Effect of Imatinib on Proliferation, Apoptosis and Expression of Platelet Derived Growth Factor Receptor By Mesenchymal Stem Cells

Introduction

Imatinib Mesylate (IM) is a tyrosine kinase inhibitor (TKI), which targets Platelet Derived Growth Factor Receptor (PDGF-R), c-kit and BCR-ABL and is used in the treatment of Gastrointestinal Stromal Tumors (GIST) and Chronic Myeloid Leukemia (CML). Patients using Imatinib for a long time display abnormalities in bone metabolism (Vandyke et al. J Clin Endocrinol Metab 2013). In vitro, IM affects osteoblastic differentiation through inhibition of PDGF/PDGF-Rb signaling, as well as osteoclast function/differentiation through modulation of PDGF/PDGF-Ra signaling (Berman et al. Leuk Res 2013). Conflicting reports have shown differential effects on in vivo bone marrow density. Confounding factors include patient age (pediatric ve adult), type of bone (osteochondral vs trabecular), duration and dose of IM treatment. Mesenchymal Stem Cells (MSCs) are cells with great regenerative potential and differentiate into adipogenic, osteogenic cells and multiple other cell lineages (Bianco et al. Cell Stem Cell 2008). MSCs express high cell surface levels of PDGF-Rb and intermediate levels of PDGF-Ra and are therefore likely to be affected by IM treatment. Here, we wanted to assess the effect of IM on proliferation and apoptosis of MSCs as well as on surface expression of PDGF-Rb and PDGF-Ra.

Methods

Healthy human bone marrow MSCs were isolated using Ficoll and plastic adherence and cultured up till passage 3. Proliferation assays were performed using Real Time Cell Analysis (XCELLigence, Roche) to determine optimal in vitro doses of IM (Novartis).
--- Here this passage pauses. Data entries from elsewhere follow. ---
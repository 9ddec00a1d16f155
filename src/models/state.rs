use std::collections::HashMap;

use chrono::{Duration, Utc};
use serde::{Deserialize, Serialize};
use uuid::Uuid;

use super::leave::{LeaveRecord, LeaveStatus};

pub const DEFAULT_CAMPUSES: [&str; 5] =
    ["Melbourne", "Sydney", "Brisbane", "Adelaide", "Perth"];

/// Concurrency limits clamp to this range.
pub const MIN_LIMIT: u32 = 1;
pub const MAX_LIMIT: u32 = 50;

/// The whole persisted structure. Owned by the caller and replaced
/// wholesale on every accepted mutation; the core never aliases it.
#[derive(Debug, Clone, Serialize, Deserialize)]
#[serde(rename_all = "camelCase")]
pub struct PlannerState {
    pub campuses: Vec<String>,
    #[serde(default)]
    pub campus_limits: HashMap<String, u32>,
    pub leaves: Vec<LeaveRecord>,
}

impl PlannerState {
    /// Default state used when nothing has been persisted yet: the stock
    /// campuses at limit 1 and a couple of records a week out.
    pub fn seed() -> Self {
        let today = Utc::now().date_naive();
        let next_week = today + Duration::days(7);

        PlannerState {
            campuses: DEFAULT_CAMPUSES.iter().map(|c| c.to_string()).collect(),
            campus_limits: DEFAULT_CAMPUSES.iter().map(|c| (c.to_string(), 1)).collect(),
            leaves: vec![
                LeaveRecord {
                    id: Uuid::new_v4(),
                    name: "Alex".to_string(),
                    campus: "Melbourne".to_string(),
                    role: "Advisor".to_string(),
                    start: next_week,
                    end: next_week + Duration::days(4),
                    status: LeaveStatus::Pending,
                    approver: None,
                    decided_at: None,
                },
                LeaveRecord {
                    id: Uuid::new_v4(),
                    name: "Priya".to_string(),
                    campus: "Sydney".to_string(),
                    role: "Reception".to_string(),
                    start: next_week + Duration::days(2),
                    end: next_week + Duration::days(6),
                    status: LeaveStatus::Approved,
                    approver: Some("System".to_string()),
                    decided_at: Some(Utc::now()),
                },
            ],
        }
    }

    /// The concurrency cap for a campus. Campuses without an explicit
    /// entry default to 1 (no overlap at all).
    pub fn limit_for(&self, campus: &str) -> u32 {
        self.campus_limits.get(campus).copied().unwrap_or(1)
    }

    pub fn leave(&self, id: Uuid) -> Option<&LeaveRecord> {
        self.leaves.iter().find(|l| l.id == id)
    }
}
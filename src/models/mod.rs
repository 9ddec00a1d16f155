pub mod cell;
pub mod leave;
pub(crate) mod macros;
pub mod state;

// Re-export all models for easy importing
pub use cell::*;
pub use leave::*;
pub use state::*;
use chrono::{NaiveDate, Utc};
use uuid::Uuid;

use crate::error::AppError;
use crate::models::{
    LeaveInput, LeaveRecord, LeaveStatus, PlannerState, SheetTable, MAX_LIMIT, MIN_LIMIT,
};
use crate::services::conflict::{evaluate_candidate, Outcome};
use crate::services::importer::{confirm_import, Mapping};

/// Advisory message passed back when an accepted candidate overlaps
/// pending requests. The caller decides whether to ask for confirmation
/// before adopting the returned state.
pub const PENDING_OVERLAP_WARNING: &str = "Warning: pending requests overlap in this window.";

/// Field edits applied to an existing record. Unset fields are left alone.
#[derive(Debug, Clone, Default)]
pub struct LeaveUpdate {
    pub name: Option<String>,
    pub campus: Option<String>,
    pub role: Option<String>,
    pub start: Option<NaiveDate>,
    pub end: Option<NaiveDate>,
}

/// Add a manually entered record. Every candidate runs through the
/// conflict engine on entry, whatever its status.
pub fn add_leave(
    state: &PlannerState,
    input: LeaveInput,
) -> Result<(PlannerState, Option<&'static str>), AppError> {
    if input.name.trim().is_empty() {
        return Err(AppError::MissingField("name"));
    }
    if input.campus.trim().is_empty() {
        return Err(AppError::MissingField("campus"));
    }

    let pending_overlap = match evaluate_candidate(&input, &state.leaves, &state.campus_limits, None)
    {
        Outcome::Rejected(rejection) => return Err(rejection.into()),
        Outcome::Accepted { pending_overlap } => pending_overlap,
    };

    let mut next = state.clone();
    next.leaves.push(LeaveRecord {
        id: Uuid::new_v4(),
        name: input.name.trim().to_string(),
        campus: input.campus.trim().to_string(),
        role: input.role.trim().to_string(),
        start: input.start,
        end: input.end,
        status: input.status,
        approver: None,
        decided_at: None,
    });

    Ok((next, pending_overlap.then_some(PENDING_OVERLAP_WARNING)))
}

/// Transition a record to Approved, gated by the conflict engine. The
/// record itself is excluded from the evaluation so editing an
/// already-approved record never counts against its own limit.
pub fn approve(state: &PlannerState, id: Uuid, approver: &str) -> Result<PlannerState, AppError> {
    let record = state.leave(id).ok_or(AppError::NotFound(id))?;

    let candidate = LeaveInput::from(record);
    if let Outcome::Rejected(rejection) =
        evaluate_candidate(&candidate, &state.leaves, &state.campus_limits, Some(id))
    {
        return Err(rejection.into());
    }

    Ok(with_record(state, id, |record| {
        record.status = LeaveStatus::Approved;
        record.approver = Some(approver.to_string());
        record.decided_at = Some(Utc::now());
    }))
}

/// Transition a record to Declined. Unconditional.
pub fn decline(state: &PlannerState, id: Uuid, approver: &str) -> Result<PlannerState, AppError> {
    state.leave(id).ok_or(AppError::NotFound(id))?;

    Ok(with_record(state, id, |record| {
        record.status = LeaveStatus::Declined;
        record.approver = Some(approver.to_string());
        record.decided_at = Some(Utc::now());
    }))
}

/// Reset a record to Pending, clearing the decision stamp. Unconditional.
pub fn reset_pending(state: &PlannerState, id: Uuid) -> Result<PlannerState, AppError> {
    state.leave(id).ok_or(AppError::NotFound(id))?;

    Ok(with_record(state, id, |record| {
        record.status = LeaveStatus::Pending;
        record.approver = None;
        record.decided_at = None;
    }))
}

/// Apply field edits. The edited record must keep `start <= end`.
pub fn update_leave(
    state: &PlannerState,
    id: Uuid,
    patch: LeaveUpdate,
) -> Result<PlannerState, AppError> {
    let record = state.leave(id).ok_or(AppError::NotFound(id))?;

    let start = patch.start.unwrap_or(record.start);
    let end = patch.end.unwrap_or(record.end);
    if start > end {
        return Err(AppError::InvalidRange);
    }
    if let Some(name) = &patch.name {
        if name.trim().is_empty() {
            return Err(AppError::MissingField("name"));
        }
    }

    Ok(with_record(state, id, |record| {
        if let Some(name) = patch.name {
            record.name = name.trim().to_string();
        }
        if let Some(campus) = patch.campus {
            record.campus = campus;
        }
        if let Some(role) = patch.role {
            record.role = role;
        }
        record.start = start;
        record.end = end;
    }))
}

pub fn delete_leave(state: &PlannerState, id: Uuid) -> Result<PlannerState, AppError> {
    state.leave(id).ok_or(AppError::NotFound(id))?;

    let mut next = state.clone();
    next.leaves.retain(|l| l.id != id);
    Ok(next)
}

/// Run a column-mapped import and append the surviving rows. Returns the
/// new state and the number of records imported.
pub fn import_table(
    state: &PlannerState,
    table: &SheetTable,
    mapping: &Mapping,
    default_campus: &str,
) -> Result<(PlannerState, usize), AppError> {
    let imported = confirm_import(table, mapping, default_campus)?;
    let count = imported.len();

    let mut next = state.clone();
    next.leaves.extend(imported);
    Ok((next, count))
}

pub fn add_campus(state: &PlannerState, name: &str) -> Result<PlannerState, AppError> {
    let name = name.trim();
    if name.is_empty() {
        return Err(AppError::MissingField("campus"));
    }
    if state.campuses.iter().any(|c| c == name) {
        return Err(AppError::DuplicateCampus(name.to_string()));
    }

    let mut next = state.clone();
    next.campuses.push(name.to_string());
    next.campus_limits.insert(name.to_string(), 1);
    Ok(next)
}

/// Set a campus concurrency cap, clamped to the allowed range. The campus
/// does not have to exist or hold any records yet.
pub fn set_limit(state: &PlannerState, campus: &str, limit: u32) -> PlannerState {
    let mut next = state.clone();
    next.campus_limits
        .insert(campus.to_string(), limit.clamp(MIN_LIMIT, MAX_LIMIT));
    next
}

fn with_record(state: &PlannerState, id: Uuid, apply: impl FnOnce(&mut LeaveRecord)) -> PlannerState {
    let mut next = state.clone();
    if let Some(record) = next.leaves.iter_mut().find(|l| l.id == id) {
        apply(record);
    }
    next
}
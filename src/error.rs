use thiserror::Error;
use uuid::Uuid;

#[derive(Error, Debug)]
pub enum AppError {
    #[error("Start date must be on or before end date")]
    InvalidRange,

    #[error(
        "Limit of {limit} concurrent approved leave reached at {campus} for the selected dates"
    )]
    LimitReached { campus: String, limit: u32 },

    #[error("Please complete the required field: {0}")]
    MissingField(&'static str),

    #[error("Please map a column for: {}", .0.join(", "))]
    UnmappedColumns(Vec<String>),

    #[error("No valid rows found")]
    NoValidRows,

    #[error("Leave record not found: {0}")]
    NotFound(Uuid),

    #[error("Campus already exists: {0}")]
    DuplicateCampus(String),

    #[error("Could not import file: {0}")]
    InvalidDocument(String),

    #[error("Storage error: {0}")]
    Io(std::io::Error),

    #[error("Serialization error: {0}")]
    Serialize(#[from] serde_json::Error),
}

impl From<std::io::Error> for AppError {
    fn from(error: std::io::Error) -> Self {
        log::error!("Storage error: {}", error);
        AppError::Io(error)
    }
}
use anyhow::Result;
use std::env;

#[derive(Debug, Clone)]
pub struct Config {
    pub storage_path: String,
    pub default_campus: String,
    pub environment: String,
}

impl Config {
    pub fn from_env() -> Result<Self> {
        // Load .env file if it exists
        dotenvy::dotenv().ok();

        Self::from_env_only()
    }

    /// Load configuration from environment variables only (without loading .env files)
    /// This is useful for testing where you want to control the environment directly
    pub fn from_env_only() -> Result<Self> {
        Ok(Config {
            storage_path: env::var("STORAGE_PATH")
                .unwrap_or_else(|_| "leave-planner.json".to_string()),
            default_campus: env::var("DEFAULT_CAMPUS")
                .unwrap_or_else(|_| "Melbourne".to_string()),
            environment: env::var("ENVIRONMENT").unwrap_or_else(|_| "development".to_string()),
        })
    }

    pub fn is_production(&self) -> bool {
        self.environment == "production"
    }

    pub fn is_development(&self) -> bool {
        self.environment == "development"
    }
}
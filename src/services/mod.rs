pub mod conflict;
pub mod importer;
pub mod workflow;

pub use conflict::{evaluate_candidate, Outcome, Rejection};
pub use importer::{confirm_import, normalize_date, normalize_row, normalize_status, Mapping};
use chrono::{DateTime, Duration, NaiveDate};
use serde::{Deserialize, Serialize};
use uuid::Uuid;

use crate::error::AppError;
use crate::models::macros::string_enum;
use crate::models::{Cell, LeaveRecord, LeaveStatus, SheetTable};

string_enum! {
    #[derive(Debug, Clone, Copy, PartialEq, Eq)]
    pub enum ImportField {
        Name => "name",
        Role => "role",
        Campus => "campus",
        Start => "start",
        End => "end",
        Status => "status",
    }
}

/// Columns required before an import may run at all.
const REQUIRED_FIELDS: [ImportField; 4] = [
    ImportField::Name,
    ImportField::Campus,
    ImportField::Start,
    ImportField::End,
];

/// Header name chosen for each target field. An empty string means the
/// field is unmapped.
#[derive(Debug, Clone, Default, PartialEq, Serialize, Deserialize)]
pub struct Mapping {
    pub name: String,
    pub role: String,
    pub campus: String,
    pub start: String,
    pub end: String,
    pub status: String,
}

impl Mapping {
    /// Best-effort guess from the header row: for each field, the first
    /// header containing one of the ranked candidate substrings wins
    /// (case-insensitive). An empty guess is a valid result.
    pub fn infer(headers: &[String]) -> Mapping {
        let guess = |needles: &[&str]| -> String {
            for needle in needles {
                if let Some(header) = headers
                    .iter()
                    .find(|h| h.to_lowercase().contains(needle))
                {
                    return header.clone();
                }
            }
            String::new()
        };

        Mapping {
            name: guess(&["name", "staff", "employee"]),
            role: guess(&["role", "position"]),
            campus: guess(&["campus", "location"]),
            start: guess(&["start", "from", "leave start", "begin"]),
            end: guess(&["end", "to", "leave end", "finish"]),
            status: guess(&["status"]),
        }
    }

    pub fn column(&self, field: ImportField) -> &str {
        match field {
            ImportField::Name => &self.name,
            ImportField::Role => &self.role,
            ImportField::Campus => &self.campus,
            ImportField::Start => &self.start,
            ImportField::End => &self.end,
            ImportField::Status => &self.status,
        }
    }
}

/// Case-insensitive prefix rule: "appr..." approves, "decl..." / "rej..."
/// declines, anything else (blank included) stays pending.
pub fn normalize_status(text: &str) -> LeaveStatus {
    let t = text.trim().to_lowercase();
    if t.starts_with("appr") {
        LeaveStatus::Approved
    } else if t.starts_with("decl") || t.starts_with("rej") {
        LeaveStatus::Declined
    } else {
        LeaveStatus::Pending
    }
}

// Spreadsheet serials count days from this epoch (which absorbs the
// historical 1900 leap-year quirk for serials >= 61).
const SERIAL_EPOCH: (i32, u32, u32) = (1899, 12, 30);

/// Text date formats tried in order. ISO first; slashed forms try
/// month-first before day-first, matching the source application's parser.
const TEXT_FORMATS: [&str; 8] = [
    "%Y-%m-%d",
    "%Y/%m/%d",
    "%m/%d/%Y",
    "%d/%m/%Y",
    "%d-%m-%Y",
    "%d.%m.%Y",
    "%d %b %Y",
    "%b %d %Y",
];

/// Coerce a raw cell to a calendar date. `None` is the failure marker
/// that makes `normalize_row` skip the row.
pub fn normalize_date(cell: &Cell) -> Option<NaiveDate> {
    match cell {
        Cell::Date(date) => Some(*date),
        Cell::Number(serial) => {
            if !serial.is_finite() || *serial < 1.0 {
                return None;
            }
            let (y, m, d) = SERIAL_EPOCH;
            let epoch = NaiveDate::from_ymd_opt(y, m, d)?;
            // Fractional part is time-of-day; days are all we keep.
            epoch.checked_add_signed(Duration::days(serial.floor() as i64))
        }
        Cell::Text(text) => {
            let text = text.trim();
            if text.is_empty() {
                return None;
            }
            if let Ok(stamp) = DateTime::parse_from_rfc3339(text) {
                return Some(stamp.date_naive());
            }
            TEXT_FORMATS
                .iter()
                .find_map(|fmt| NaiveDate::parse_from_str(text, fmt).ok())
        }
    }
}

/// Normalize one data row into a leave record, or skip it.
///
/// A row is skipped (not an error) when the name cell is blank or missing,
/// when either date fails to normalize, or when the dates come out
/// reversed. Campus falls back to `default_campus` when blank.
pub fn normalize_row(
    row: &[Cell],
    headers: &[String],
    mapping: &Mapping,
    default_campus: &str,
) -> Option<LeaveRecord> {
    let cell = |column: &str| {
        headers
            .iter()
            .position(|h| h == column)
            .and_then(|i| row.get(i))
    };

    let name = cell(&mapping.name).filter(|c| !c.is_blank())?.as_text();

    let campus = match cell(&mapping.campus) {
        Some(c) if !c.is_blank() => c.as_text(),
        _ => default_campus.to_string(),
    };

    let role = cell(&mapping.role)
        .map(|c| c.as_text())
        .unwrap_or_default();

    let status = cell(&mapping.status)
        .map(|c| normalize_status(&c.as_text()))
        .unwrap_or(LeaveStatus::Pending);

    let start = normalize_date(cell(&mapping.start)?)?;
    let end = normalize_date(cell(&mapping.end)?)?;
    if start > end {
        return None;
    }

    Some(LeaveRecord {
        id: Uuid::new_v4(),
        name,
        campus,
        role,
        start,
        end,
        status,
        approver: None,
        decided_at: None,
    })
}

/// Run a validated import over the whole table.
///
/// Fails up front, with every missing field named, when any of the
/// required columns is unmapped or names a header that does not exist —
/// no partial import happens in that case. Unusable rows are dropped
/// silently; zero survivors is an error of its own.
pub fn confirm_import(
    table: &SheetTable,
    mapping: &Mapping,
    default_campus: &str,
) -> Result<Vec<LeaveRecord>, AppError> {
    let missing: Vec<String> = REQUIRED_FIELDS
        .iter()
        .filter(|field| {
            let column = mapping.column(**field);
            !table.headers.iter().any(|h| h == column)
        })
        .map(|field| field.to_string())
        .collect();

    if !missing.is_empty() {
        return Err(AppError::UnmappedColumns(missing));
    }

    let imported: Vec<LeaveRecord> = table
        .rows
        .iter()
        .filter_map(|row| normalize_row(row, &table.headers, mapping, default_campus))
        .collect();

    if imported.is_empty() {
        return Err(AppError::NoValidRows);
    }

    Ok(imported)
}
IM was used at doses from 2,5 uM to 20 uM and found to be optimal at 5 uM. PDGF-Rb (CD140b) and PDGF-Ra (CD140a) surface expression were measured using monoclonal antibodies and read using a FACSARIA (Becton Dickinson). Apoptosis was assessed using Annexin-V and Propidium Iodide. Adipogenic and osteogenic differentiation was evaluated after 21 days in differentiation media with or without IM, using spectrophotometric quantitation of levels of Oil Red O (Adipogenic differentiation) and Calcium Phosphate (Osteogenic differentiation).

Results

IM inhibited proliferation of MSCs in a dose-dependent fashion, with doses > 5 uM resulting in severe suppression of proliferation. Inhibition of proliferation by IM could be overcome by increasing cell densities of MSCs, but not by addition of PDGF-BB. Co-treatment with IM and PDGF-BB resulted in more pronounced suppression of MSC proliferation. Treatment with IM resulted in a decrease of cell surface expression of both PDGF-Rb from 97,4±2,36% to 77,3±0,13% (n=3, p<0.02) and PDGF-Ra from 18,4% to 6,4% (n=1). Addition of PDGF-BB resulted in a further decrease in cell surface expression of PDGF-Rb, but had no effect on expression of PDGF-Ra. IM increased apoptosis levels (Annexin-V positive cells) about twofold. Addition of 5 or 10 ng/mL PDGF could completely abrogate this effect. Treatment of K562, a BCR-ABL positive CML cell line, with 5 uM IM suppressed proliferation of K562 four-fold, but had no obvious effect on levels of apoptosis. Treatment of MSCs with IM during differentiation revealed no clear effect on adipogenesis, but did increase osteogenic differentiation, as measured as an increase in Calcium-Phosphate.

Conclusions

Imatinib Mesylate inhibits PDGF/PDGF-R signaling through interference with tyrosine kinases. Here, we found that 5 uM IM not only affects MSC proliferation through inhibition of PDGF-receptor signaling, but also through downregulation of PDGF-Rb and PDGF-Ra cell surface expression. This dose is very close to the maximal plasma concentration of 4.6 uM observed in patients (Druker et al. New England J Med 2001). Addition of PDGF-BB enhanced the effects of IM on suppression of MSC proliferation, likely through further downregulation of surface PDGF-Rb expression, thus decreasing PDGF/PDGF-R signaling. PDGF signaling has been implicated in regulation of invasiveness of cancers and TKI have been used in the treatment of several types of cancer. Whether or not combination treatment of IM with PDGF-BB similarly affects proliferation/invasiveness of BCR-ABL+ CML cells, and PDGF-Ra positive GIST cells, remains to be investigated. Prolonged treatment with IM in patients has been shown to affect bone remodeling and bone densities. Our current results suggest that treatment with IM impacts BM-resident MSCs, supporting increased osteogenesis.